Boat owners see barnacles much the same way backyard birders view squirrels or the way gardeners feel about any number of small mammals that gnaw on fresh veggies: They don’t much like them.
And like feeding birds or growing vegetables entails battling with these respective pests daily and often to no avail, boat owners’ efforts to mitigate barnacles (and the other flora and fauna collectively known as “marine fouling”) is ongoing and often feels futile.
Yet while rodents and lagomorphs may have a certain charm in a different context (animated films, Beatrix Potter books, internet memes, etc.), barnacles are almost universally undervalued. (Apparently “Barnacles!” is used as a stand-in expletive on the animated TV show SpongeBob SquarePants.) Even in tide pools and aquarium touch tanks, the barnacle can’t compete. It lacks the star power of the sea star, and even common hermit crabs (they steal other animals’ shells!), the drab green rockweed (you can pretend it’s mermaid hair!), and timid periwinkles (they’re not as boring as barnacles!) have more allure.
The largely inert barnacle seems to barely qualify as an animal. And it likely doesn’t help that the one “amazing science fact” about the barnacle—the relative size of one of its organs—is not well suited for kids’ books, and so the barnacle is largely ignored in the “nature is cool” literature that has an outsize impact on wildlife popularity.
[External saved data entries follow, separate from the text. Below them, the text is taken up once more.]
// =============================================================================
// Volatility Analyzer — Annualized volatility, regime classification, history
// =============================================================================
//
// Derives a chronological price series from the most recent trade batch and
// computes annualized log-return volatility over the full series and a
// one-hour sub-window. Every evaluation feeds the shared regime tracker so
// regime transitions accumulate across calls regardless of which report
// triggered them.
//
// Horizon note: the 7d figure mirrors the 24h figure — both derive from the
// same bounded trade batch upstream, and the field names are part of the
// stable report shape.

use std::sync::Arc;

use chrono::{DateTime, Utc};
use serde::Serialize;
use tracing::debug;

use crate::cache::ComputationCache;
use crate::config::{CacheTtls, EngineConfig};
use crate::math::{
    annualized_volatility, log_returns, max_drawdown, round_to, HOURLY_PERIODS_PER_YEAR,
};
use crate::regime::{RegimeTracker, RegimeTransition};
use crate::scoring::{regime_confidence, volatility_regime, volatility_score};
use crate::source::MarketDataSource;
use crate::types::{MarketMeta, ReportHeader, Trade, VolatilityRegime};

/// Samples per window in the volatility history report.
const HISTORY_WINDOW: usize = 20;

// =============================================================================
// Report types
// =============================================================================

#[derive(Debug, Clone, Serialize)]
pub struct VolatilityMetrics {
    pub volatility_1h_annualized: f64,
    pub volatility_24h_annualized: f64,
    pub volatility_7d_annualized: f64,
    pub current_return_1h_pct: f64,
    pub max_drawdown_24h_pct: f64,
}

#[derive(Debug, Clone, Serialize)]
pub struct VolatilityReport {
    #[serde(flatten)]
    pub header: ReportHeader,
    pub volatility_score: f64,
    pub regime: VolatilityRegime,
    pub regime_confidence: f64,
    pub metrics: VolatilityMetrics,
}

#[derive(Debug, Clone, Serialize)]
pub struct ThresholdBand {
    #[serde(skip_serializing_if = "Option::is_none")]
    pub min: Option<f64>,
    #[serde(skip_serializing_if = "Option::is_none")]
    pub max: Option<f64>,
}

#[derive(Debug, Clone, Serialize)]
pub struct RegimeThresholds {
    pub low: ThresholdBand,
    pub medium: ThresholdBand,
    pub high: ThresholdBand,
    pub extreme: ThresholdBand,
}

impl RegimeThresholds {
    fn standard() -> Self {
        Self {
            low: ThresholdBand {
                min: None,
                max: Some(20.0),
            },
            medium: ThresholdBand {
                min: Some(20.0),
                max: Some(50.0),
            },
            high: ThresholdBand {
                min: Some(50.0),
                max: Some(80.0),
            },
            extreme: ThresholdBand {
                min: Some(80.0),
                max: None,
            },
        }
    }
}

#[derive(Debug, Clone, Serialize)]
pub struct RegimeMetrics {
    pub volatility_1h_annualized: f64,
    pub volatility_24h_annualized: f64,
    pub volatility_7d_annualized: f64,
    pub regime_thresholds: RegimeThresholds,
}

#[derive(Debug, Clone, Serialize)]
pub struct RegimeReport {
    #[serde(flatten)]
    pub header: ReportHeader,
    pub regime: VolatilityRegime,
    pub regime_confidence: f64,
    pub regime_since: String,
    pub regime_duration_hours: f64,
    pub metrics: RegimeMetrics,
    pub previous_regime: Option<RegimeTransition>,
}

#[derive(Debug, Clone, Serialize)]
pub struct VolatilityPoint {
    pub timestamp: String,
    pub volatility_annualized: f64,
    pub regime: VolatilityRegime,
    pub price: f64,
}

#[derive(Debug, Clone, Serialize)]
pub struct VolatilityHistoryReport {
    #[serde(flatten)]
    pub header: ReportHeader,
    pub period: String,
    pub data_points: Vec<VolatilityPoint>,
}

// =============================================================================
// Analyzer
// =============================================================================

pub struct VolatilityAnalyzer {
    source: Arc<dyn MarketDataSource>,
    cache: Arc<ComputationCache>,
    regimes: Arc<RegimeTracker>,
    ttls: CacheTtls,
    data_source: String,
    trade_limit: usize,
}

impl VolatilityAnalyzer {
    pub fn new(
        config: &EngineConfig,
        source: Arc<dyn MarketDataSource>,
        cache: Arc<ComputationCache>,
        regimes: Arc<RegimeTracker>,
    ) -> Self {
        Self {
            source,
            cache,
            regimes,
            ttls: config.cache,
            data_source: config.data_source_label(),
            trade_limit: config.trade_fetch_limit,
        }
    }

    /// Current volatility snapshot: score, regime, drawdown.
    pub async fn current(&self, market: &MarketMeta) -> VolatilityReport {
        let key = format!("vol:cur:{}", market.market_id);
        self.cache
            .get_or_compute(&key, self.ttls.computed(), || self.compute_current(market))
            .await
    }

    /// Regime report with transition state and band thresholds.
    pub async fn regime(&self, market: &MarketMeta) -> RegimeReport {
        let key = format!("vol:reg:{}", market.market_id);
        self.cache
            .get_or_compute(&key, self.ttls.computed(), || self.compute_regime(market))
            .await
    }

    /// Windowed volatility history over the fetched trade batch.
    pub async fn history(&self, market: &MarketMeta, period: &str) -> VolatilityHistoryReport {
        let key = format!("vol:hist:{}:{}", market.market_id, period);
        self.cache
            .get_or_compute(&key, self.ttls.history(), || {
                self.compute_history(market, period)
            })
            .await
    }

    // -------------------------------------------------------------------------
    // Computation
    // -------------------------------------------------------------------------

    async fn compute_current(&self, market: &MarketMeta) -> VolatilityReport {
        let trades = self.source.fetch_trades(market, self.trade_limit).await;
        let now = Utc::now();

        let series = price_series(&trades);
        let prices: Vec<f64> = series.iter().map(|(p, _)| *p).collect();
        let vol_24h = annualized_volatility(&log_returns(&prices), HOURLY_PERIODS_PER_YEAR);

        let hour_prices = hour_window_prices(&series, now);
        let vol_1h = annualized_volatility(&log_returns(&hour_prices), HOURLY_PERIODS_PER_YEAR);
        let return_1h = if hour_prices.len() >= 2 && hour_prices[0] > 0.0 {
            (hour_prices[hour_prices.len() - 1] - hour_prices[0]) / hour_prices[0] * 100.0
        } else {
            0.0
        };

        let drawdown = max_drawdown(&prices);
        let regime = volatility_regime(vol_24h);
        self.regimes.observe(&market.market_id, regime);

        debug!(
            market = %market.ticker,
            vol_24h = format!("{vol_24h:.1}"),
            regime = %regime,
            "volatility snapshot computed"
        );

        VolatilityReport {
            header: ReportHeader::new(market, self.ttls.computed_secs, &self.data_source),
            volatility_score: volatility_score(vol_24h),
            regime,
            regime_confidence: regime_confidence(vol_24h),
            metrics: VolatilityMetrics {
                volatility_1h_annualized: round_to(vol_1h, 1),
                volatility_24h_annualized: round_to(vol_24h, 1),
                volatility_7d_annualized: round_to(vol_24h, 1),
                current_return_1h_pct: round_to(return_1h, 2),
                max_drawdown_24h_pct: round_to(drawdown, 2),
            },
        }
    }

    async fn compute_regime(&self, market: &MarketMeta) -> RegimeReport {
        let trades = self.source.fetch_trades(market, self.trade_limit).await;
        let now = Utc::now();

        let series = price_series(&trades);
        let prices: Vec<f64> = series.iter().map(|(p, _)| *p).collect();
        let vol_24h = annualized_volatility(&log_returns(&prices), HOURLY_PERIODS_PER_YEAR);
        let hour_prices = hour_window_prices(&series, now);
        let vol_1h = annualized_volatility(&log_returns(&hour_prices), HOURLY_PERIODS_PER_YEAR);

        let regime = volatility_regime(vol_24h);
        let state = self.regimes.observe(&market.market_id, regime);

        RegimeReport {
            header: ReportHeader::new(market, self.ttls.computed_secs, &self.data_source),
            regime: state.current,
            regime_confidence: regime_confidence(vol_24h),
            regime_since: state.since.to_rfc3339(),
            regime_duration_hours: round_to(state.duration_hours(now), 2),
            metrics: RegimeMetrics {
                volatility_1h_annualized: round_to(vol_1h, 1),
                volatility_24h_annualized: round_to(vol_24h, 1),
                volatility_7d_annualized: round_to(vol_24h, 1),
                regime_thresholds: RegimeThresholds::standard(),
            },
            previous_regime: state.previous,
        }
    }

    async fn compute_history(&self, market: &MarketMeta, period: &str) -> VolatilityHistoryReport {
        let trades = self.source.fetch_trades(market, self.trade_limit).await;
        let series = price_series(&trades);

        let mut data_points = Vec::new();
        let mut end = HISTORY_WINDOW;
        while end <= series.len() {
            let window = &series[end - HISTORY_WINDOW..end];
            let prices: Vec<f64> = window.iter().map(|(p, _)| *p).collect();
            let vol = annualized_volatility(&log_returns(&prices), HOURLY_PERIODS_PER_YEAR);
            let (close, close_ts) = *window.last().expect("window is non-empty");

            data_points.push(VolatilityPoint {
                timestamp: DateTime::<Utc>::from_timestamp(close_ts, 0)
                    .map(|d| d.to_rfc3339())
                    .unwrap_or_default(),
                volatility_annualized: round_to(vol, 1),
                regime: volatility_regime(vol),
                price: round_to(close, 4),
            });
            end += HISTORY_WINDOW;
        }

        VolatilityHistoryReport {
            header: ReportHeader::new(market, self.ttls.history_secs(), &self.data_source),
            period: period.to_string(),
            data_points,
        }
    }
}

// =============================================================================
// Pure helpers
// =============================================================================

/// Chronological (oldest-first) series of positive trade prices with their
/// epoch-second timestamps, from a newest-first batch.
pub fn price_series(trades: &[Trade]) -> Vec<(f64, i64)> {
    trades
        .iter()
        .filter(|t| t.price > 0.0)
        .map(|t| (t.price, t.timestamp))
        .rev()
        .collect()
}

/// Prices from the last hour of the series, as of `now`.
fn hour_window_prices(series: &[(f64, i64)], now: DateTime<Utc>) -> Vec<f64> {
    let cutoff = now.timestamp() - 3600;
    series
        .iter()
        .filter(|(_, ts)| *ts > cutoff)
        .map(|(p, _)| *p)
        .collect()
}

// =============================================================================
// Unit Tests
// =============================================================================
#[cfg(test)]
mod tests {
    use super::*;
    use crate::source::StaticSource;
    use crate::types::{ExecutionRole, MarketType, OrderBook, TradeDirection};

    fn trade(price: f64, timestamp: i64) -> Trade {
        Trade {
            price,
            quantity: 1.0,
            timestamp,
            direction: TradeDirection::Buy,
            execution_role: ExecutionRole::Taker,
        }
    }

    fn market() -> MarketMeta {
        MarketMeta::new("0x1", "INJ/USDT", MarketType::Spot)
    }

    fn analyzer(trades: Vec<Trade>) -> VolatilityAnalyzer {
        let config = EngineConfig::default();
        let cache = Arc::new(ComputationCache::new());
        VolatilityAnalyzer::new(
            &config,
            Arc::new(StaticSource::new(OrderBook::empty(0), trades)),
            cache,
            RegimeTracker::new(),
        )
    }

    // ---- price_series ----------------------------------------------------

    #[test]
    fn price_series_reverses_and_filters() {
        let trades = vec![trade(103.0, 30), trade(0.0, 20), trade(101.0, 10)];
        let series = price_series(&trades);
        assert_eq!(series, vec![(101.0, 10), (103.0, 30)]);
    }

    #[test]
    fn price_series_empty_input() {
        assert!(price_series(&[]).is_empty());
    }

    // ---- reports ---------------------------------------------------------

    #[tokio::test]
    async fn current_degrades_on_empty_trades() {
        let report = analyzer(vec![]).current(&market()).await;
        assert_eq!(report.volatility_score, 0.0);
        assert_eq!(report.regime, VolatilityRegime::Low);
        assert_eq!(report.metrics.volatility_24h_annualized, 0.0);
        assert_eq!(report.metrics.max_drawdown_24h_pct, 0.0);
        assert_eq!(report.metrics.current_return_1h_pct, 0.0);
    }

    #[tokio::test]
    async fn flat_prices_are_low_regime() {
        let now = Utc::now().timestamp();
        let trades: Vec<Trade> = (0..50).map(|i| trade(100.0, now - i)).collect();
        let report = analyzer(trades).current(&market()).await;
        assert_eq!(report.regime, VolatilityRegime::Low);
        assert_eq!(report.metrics.volatility_24h_annualized, 0.0);
        // 24h and 7d figures mirror each other.
        assert_eq!(
            report.metrics.volatility_24h_annualized,
            report.metrics.volatility_7d_annualized
        );
    }

    #[tokio::test]
    async fn current_observes_regime_into_tracker() {
        let config = EngineConfig::default();
        let tracker = RegimeTracker::new();
        let now = Utc::now().timestamp();
        let trades: Vec<Trade> = (0..50).map(|i| trade(100.0, now - i)).collect();
        let analyzer = VolatilityAnalyzer::new(
            &config,
            Arc::new(StaticSource::new(OrderBook::empty(0), trades)),
            Arc::new(ComputationCache::new()),
            tracker.clone(),
        );

        let _ = analyzer.current(&market()).await;
        let state = tracker.state("0x1").expect("tracker was fed");
        assert_eq!(state.current, VolatilityRegime::Low);
    }

    #[tokio::test]
    async fn regime_report_carries_thresholds_and_state() {
        let report = analyzer(vec![]).regime(&market()).await;
        assert_eq!(report.regime, VolatilityRegime::Low);
        assert_eq!(report.metrics.regime_thresholds.low.max, Some(20.0));
        assert_eq!(report.metrics.regime_thresholds.extreme.min, Some(80.0));
        assert!(report.previous_regime.is_none());
        assert!(!report.regime_since.is_empty());
    }

    #[tokio::test]
    async fn history_partitions_into_fixed_windows() {
        let now = Utc::now().timestamp();
        // 45 chronological samples => two complete 20-sample windows.
        let trades: Vec<Trade> = (0..45)
            .map(|i| trade(100.0 + i as f64 * 0.1, now - i))
            .collect();
        let report = analyzer(trades).history(&market(), "7d").await;
        assert_eq!(report.data_points.len(), 2);
        assert_eq!(report.period, "7d");
        // Points are ordered by time.
        assert!(report.data_points[0].timestamp <= report.data_points[1].timestamp);
        for p in &report.data_points {
            assert!(p.price > 0.0);
        }
    }

    #[tokio::test]
    async fn history_on_sparse_series_is_empty() {
        let now = Utc::now().timestamp();
        let trades: Vec<Trade> = (0..10).map(|i| trade(100.0, now - i)).collect();
        let report = analyzer(trades).history(&market(), "24h").await;
        assert!(report.data_points.is_empty());
    }
}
This is not to say that no one likes barnacles. Some people love them. In fact, many of the people who know the most about barnacles—biologists—have been obsessed with these creatures for years. In the middle of publishing his best-known research on evolution, Charles Darwin essentially spent eight years nerding out on barnacles, attempting to classify these enigmatic organisms. His deep dive into the species he called Cirripedia was inspired by his observation of a barnacle on his research vessel, HMS Beagle, years earlier, a burrowing barnacle that Darwin, no joke, had named “Mr. Arthrobalanus.”
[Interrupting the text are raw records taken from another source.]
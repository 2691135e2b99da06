// =============================================================================
// Engine Configuration — Environment-driven settings with per-class cache TTLs
// =============================================================================
//
// Every knob has a default so the engine can be constructed with no
// environment at all. `EngineConfig::from_env()` reads overrides once at
// startup; the resulting value is passed into `AnalyticsEngine::new` and
// never mutated afterwards.

use std::time::Duration;

use serde::{Deserialize, Serialize};
use tracing::info;

/// Injective network the indexer source talks to.
#[derive(Debug, Clone, Copy, PartialEq, Eq, Serialize, Deserialize)]
#[serde(rename_all = "lowercase")]
pub enum Network {
    Mainnet,
    Testnet,
}

impl Network {
    /// Base URL of the indexer REST API for this network.
    pub fn indexer_base_url(self) -> &'static str {
        match self {
            Self::Mainnet => "https://sentry.exchange.grpc-web.injective.network",
            Self::Testnet => "https://testnet.sentry.exchange.grpc-web.injective.network",
        }
    }

    fn from_name(name: &str) -> Self {
        match name.to_ascii_lowercase().as_str() {
            "testnet" => Self::Testnet,
            _ => Self::Mainnet,
        }
    }
}

impl Default for Network {
    fn default() -> Self {
        Self::Mainnet
    }
}

impl std::fmt::Display for Network {
    fn fmt(&self, f: &mut std::fmt::Formatter<'_>) -> std::fmt::Result {
        match self {
            Self::Mainnet => write!(f, "mainnet"),
            Self::Testnet => write!(f, "testnet"),
        }
    }
}

// =============================================================================
// Default-value helpers (required by serde `default = "..."` attribute)
// =============================================================================

fn default_orderbook_ttl() -> u64 {
    10
}

fn default_trades_ttl() -> u64 {
    15
}

fn default_computed_ttl() -> u64 {
    30
}

fn default_http_timeout_secs() -> u64 {
    10
}

fn default_trade_fetch_limit() -> usize {
    500
}

/// Time-to-live per metric class, in seconds.
///
/// Raw order-book snapshots go stale fastest; computed scores are allowed a
/// longer freshness window; windowed history doubles the computed TTL.
#[derive(Debug, Clone, Copy, Serialize, Deserialize)]
pub struct CacheTtls {
    #[serde(default = "default_orderbook_ttl")]
    pub orderbook_secs: u64,

    #[serde(default = "default_trades_ttl")]
    pub trades_secs: u64,

    #[serde(default = "default_computed_ttl")]
    pub computed_secs: u64,
}

impl Default for CacheTtls {
    fn default() -> Self {
        Self {
            orderbook_secs: default_orderbook_ttl(),
            trades_secs: default_trades_ttl(),
            computed_secs: default_computed_ttl(),
        }
    }
}

impl CacheTtls {
    pub fn orderbook(&self) -> Duration {
        Duration::from_secs(self.orderbook_secs)
    }

    pub fn trades(&self) -> Duration {
        Duration::from_secs(self.trades_secs)
    }

    pub fn computed(&self) -> Duration {
        Duration::from_secs(self.computed_secs)
    }

    /// Windowed volatility history lives twice as long as other computed
    /// metrics.
    pub fn history(&self) -> Duration {
        Duration::from_secs(self.computed_secs * 2)
    }

    pub fn history_secs(&self) -> u64 {
        self.computed_secs * 2
    }
}

/// Top-level engine configuration.
#[derive(Debug, Clone, Serialize, Deserialize)]
pub struct EngineConfig {
    #[serde(default)]
    pub network: Network,

    #[serde(default)]
    pub cache: CacheTtls,

    /// Timeout for a single indexer HTTP request.
    #[serde(default = "default_http_timeout_secs")]
    pub http_timeout_secs: u64,

    /// How many trades the volatility/microstructure analyzers request.
    #[serde(default = "default_trade_fetch_limit")]
    pub trade_fetch_limit: usize,
}

impl Default for EngineConfig {
    fn default() -> Self {
        Self {
            network: Network::default(),
            cache: CacheTtls::default(),
            http_timeout_secs: default_http_timeout_secs(),
            trade_fetch_limit: default_trade_fetch_limit(),
        }
    }
}

impl EngineConfig {
    /// Build a config from the process environment.
    ///
    /// Loads `.env` opportunistically; every variable falls back to its
    /// default when unset or unparseable.
    pub fn from_env() -> Self {
        let _ = dotenv::dotenv();

        let network = Network::from_name(&env_str("NETWORK", "mainnet"));
        let cache = CacheTtls {
            orderbook_secs: env_u64("CACHE_TTL_ORDERBOOK", default_orderbook_ttl()),
            trades_secs: env_u64("CACHE_TTL_TRADES", default_trades_ttl()),
            computed_secs: env_u64("CACHE_TTL_COMPUTED", default_computed_ttl()),
        };

        let config = Self {
            network,
            cache,
            http_timeout_secs: env_u64("HTTP_TIMEOUT_SECS", default_http_timeout_secs()),
            trade_fetch_limit: env_u64("TRADE_FETCH_LIMIT", default_trade_fetch_limit() as u64)
                as usize,
        };

        info!(
            network = %config.network,
            orderbook_ttl = config.cache.orderbook_secs,
            trades_ttl = config.cache.trades_secs,
            computed_ttl = config.cache.computed_secs,
            "engine config loaded"
        );

        config
    }

    /// Label stamped into every report's `data_source` field.
    pub fn data_source_label(&self) -> String {
        format!("injective-{}", self.network)
    }
}

fn env_str(key: &str, default: &str) -> String {
    std::env::var(key).unwrap_or_else(|_| default.to_string())
}

fn env_u64(key: &str, default: u64) -> u64 {
    std::env::var(key)
        .ok()
        .and_then(|v| v.parse().ok())
        .unwrap_or(default)
}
Biologist Rachel Carson was also fascinated by barnacles. And both Darwin and Carson had their barnacle-related work overshadowed by the game-changing nature of their later works. In The Rocky Coast, one of her pre–Silent Spring books, Carson spends much time pondering the barnacle, introducing the species with this poetic description: “Like drifts of old snow no longer white, barnacles come into view; they blanket rocks and old spars wedged into rock crevices, and their sharp cones are sprinkled over empty mussel shells and lobster-pot buoys and the hard stipes of deep-water seaweeds, all mingled in the flotsam of the tide.” And they don’t just provide for scenic shorescapes. Carson characterizes these barnacles as pioneers—humble creatures that likely made way for all the other life forms to settle on the inhospitable rocky coastline of northern New England. She writes, “The first permanent inhabitants must have been such plankton-strainers as the barnacles and mussels, who require little but a firm place to which they may attach themselves.”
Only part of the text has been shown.